[[ SOURCE INFORMATION open ]]
// tests/idempotent_skip.rs
//
// Completion detection: a task whose output targets all exist is skipped,
// never dispatched, and reported separately from tasks that ran.

use std::error::Error;
use std::sync::Arc;

use tokio::sync::mpsc;
use tokio::time::{Duration, timeout};

use rnapipe::dag::Scheduler;
use rnapipe::engine::{CoreRuntime, Runtime, RuntimeEvent};
use rnapipe::fs::MockFileSystem;
use rnapipe::pipeline::build_pipeline;
use rnapipe_test_utils::builders::ConfigFileBuilder;
use rnapipe_test_utils::fake_executor::FakeExecutor;
use rnapipe_test_utils::init_tracing;

type TestResult = Result<(), Box<dyn Error>>;

fn two_sample_config() -> rnapipe::config::model::ConfigFile {
    ConfigFileBuilder::new()
        .with_sample("samp1", "reads/samp1.fq")
        .with_sample("samp2", "reads/samp2.fq")
        .with_features(&["gene"])
        .build()
}

#[tokio::test]
async fn fully_satisfied_pipeline_dispatches_nothing() -> TestResult {
    init_tracing();

    let cfg = two_sample_config();
    let build = build_pipeline(&cfg)?;

    let fs = MockFileSystem::new();
    fs.add_file("pipeline_out/processes/qc/samp1/samp1.stats.txt", "");
    fs.add_file("pipeline_out/processes/qc/samp2/samp2.stats.txt", "");
    fs.add_file("pipeline_out/processes/qc/QCsummary.csv", "");
    fs.add_file("pipeline_out/processes/dge/prok/gene_summary.csv", "");
    fs.add_file("pipeline_out/processes/dge/summary_updown.csv", "");

    let scheduler = Scheduler::new(build.set, build.roots, Arc::new(fs))?;

    let (rt_tx, rt_rx) = mpsc::channel::<RuntimeEvent>(16);
    let executor = FakeExecutor::new(rt_tx.clone());
    let executed = executor.executed_handle();

    let runtime = Runtime::new(CoreRuntime::new(scheduler), rt_rx, executor);
    let report = timeout(Duration::from_secs(3), runtime.run()).await??;

    assert!(executed.lock().unwrap().is_empty());
    assert!(report.overall_success());
    assert!(report.succeeded.is_empty());
    assert_eq!(report.skipped_up_to_date.len(), 5);

    Ok(())
}

/// Only the QC outputs exist: the QC tasks are skipped but still count as
/// satisfied dependencies, so the downstream stage and both aggregators
/// run.
#[tokio::test]
async fn partially_satisfied_pipeline_runs_only_missing_tasks() -> TestResult {
    init_tracing();

    let cfg = two_sample_config();
    let build = build_pipeline(&cfg)?;

    let fs = MockFileSystem::new();
    fs.add_file("pipeline_out/processes/qc/samp1/samp1.stats.txt", "");
    fs.add_file("pipeline_out/processes/qc/samp2/samp2.stats.txt", "");

    let scheduler = Scheduler::new(build.set, build.roots, Arc::new(fs))?;

    let (rt_tx, rt_rx) = mpsc::channel::<RuntimeEvent>(16);
    let executor = FakeExecutor::new(rt_tx.clone());
    let executed = executor.executed_handle();
    let scheduled = executor.scheduled_handle();

    let runtime = Runtime::new(CoreRuntime::new(scheduler), rt_rx, executor);
    let report = timeout(Duration::from_secs(3), runtime.run()).await??;

    assert!(report.overall_success());

    let mut order = executed.lock().unwrap().clone();
    order.sort();
    assert_eq!(
        order,
        vec![
            "dge:prok:gene".to_string(),
            "dge_summary".to_string(),
            "qc_summary".to_string(),
        ]
    );

    let mut skipped = report.skipped_up_to_date.clone();
    skipped.sort();
    assert_eq!(skipped, vec!["qc:samp1".to_string(), "qc:samp2".to_string()]);

    // Up-to-date skips count as succeeded dependencies; the QC aggregator
    // must read both samples' stats even though neither QC task ran.
    let scheduled = scheduled.lock().unwrap();
    let mut deps = scheduled
        .get("qc_summary")
        .expect("qc_summary was dispatched")
        .succeeded_deps
        .clone();
    deps.sort();
    assert_eq!(deps, vec!["qc:samp1".to_string(), "qc:samp2".to_string()]);

    Ok(())
}
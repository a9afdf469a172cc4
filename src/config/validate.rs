// src/config/validate.rs

use crate::config::manifest::{ReadSpec, SampleRecord};
use crate::config::model::{ConfigFile, RawConfigFile};
use crate::errors::{PipelineError, Result};

impl TryFrom<RawConfigFile> for ConfigFile {
    type Error = PipelineError;

    fn try_from(raw: RawConfigFile) -> std::result::Result<Self, Self::Error> {
        validate_global(&raw)?;
        let samples = parse_samples(&raw)?;
        Ok(ConfigFile::new_unchecked(raw, samples))
    }
}

fn validate_global(raw: &RawConfigFile) -> Result<()> {
    if raw.sample.is_empty() {
        return Err(PipelineError::ConfigError(
            "config must contain at least one [sample.<name>] section".to_string(),
        ));
    }

    if raw.pipeline.jobs == Some(0) {
        return Err(PipelineError::ConfigError(
            "[pipeline].jobs must be >= 1 (got 0)".to_string(),
        ));
    }

    if !(raw.dge.p_value > 0.0 && raw.dge.p_value <= 1.0) {
        return Err(PipelineError::ConfigError(format!(
            "[dge].p_value must be in (0, 1] (got {})",
            raw.dge.p_value
        )));
    }

    if raw.dge.features.is_empty() {
        return Err(PipelineError::ConfigError(
            "[dge].features must name at least one feature type".to_string(),
        ));
    }

    if raw.dge.kingdoms.is_empty() {
        return Err(PipelineError::ConfigError(
            "[dge].kingdoms must name at least one kingdom".to_string(),
        ));
    }

    if raw.dge.exp_design.as_os_str().is_empty() {
        return Err(PipelineError::ConfigError(
            "[dge].exp_design must not be empty".to_string(),
        ));
    }

    Ok(())
}

/// Parse every sample spec up front so a malformed manifest entry aborts
/// the pipeline before any task is constructed.
fn parse_samples(raw: &RawConfigFile) -> Result<Vec<SampleRecord>> {
    let mut samples = Vec::with_capacity(raw.sample.len());
    for (name, sample) in raw.sample.iter() {
        let reads = ReadSpec::parse(name, &sample.reads)?;
        samples.push(SampleRecord::new(name.clone(), reads));
    }
    Ok(samples)
}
[[ SOURCE INFORMATION closed ]]
→ WHAT YOU HAVE TO DO: In the answer, give the lines from the first line of the data through the line with "use rnapipe_test_utils::fake_executor::FakeExecutor;", exactly as they appear and with no additions.

→ SOLUTION:
// tests/idempotent_skip.rs
//
// Completion detection: a task whose output targets all exist is skipped,
// never dispatched, and reported separately from tasks that ran.

use std::error::Error;
use std::sync::Arc;

use tokio::sync::mpsc;
use tokio::time::{Duration, timeout};

use rnapipe::dag::Scheduler;
use rnapipe::engine::{CoreRuntime, Runtime, RuntimeEvent};
use rnapipe::fs::MockFileSystem;
use rnapipe::pipeline::build_pipeline;
use rnapipe_test_utils::builders::ConfigFileBuilder;
use rnapipe_test_utils::fake_executor::FakeExecutor;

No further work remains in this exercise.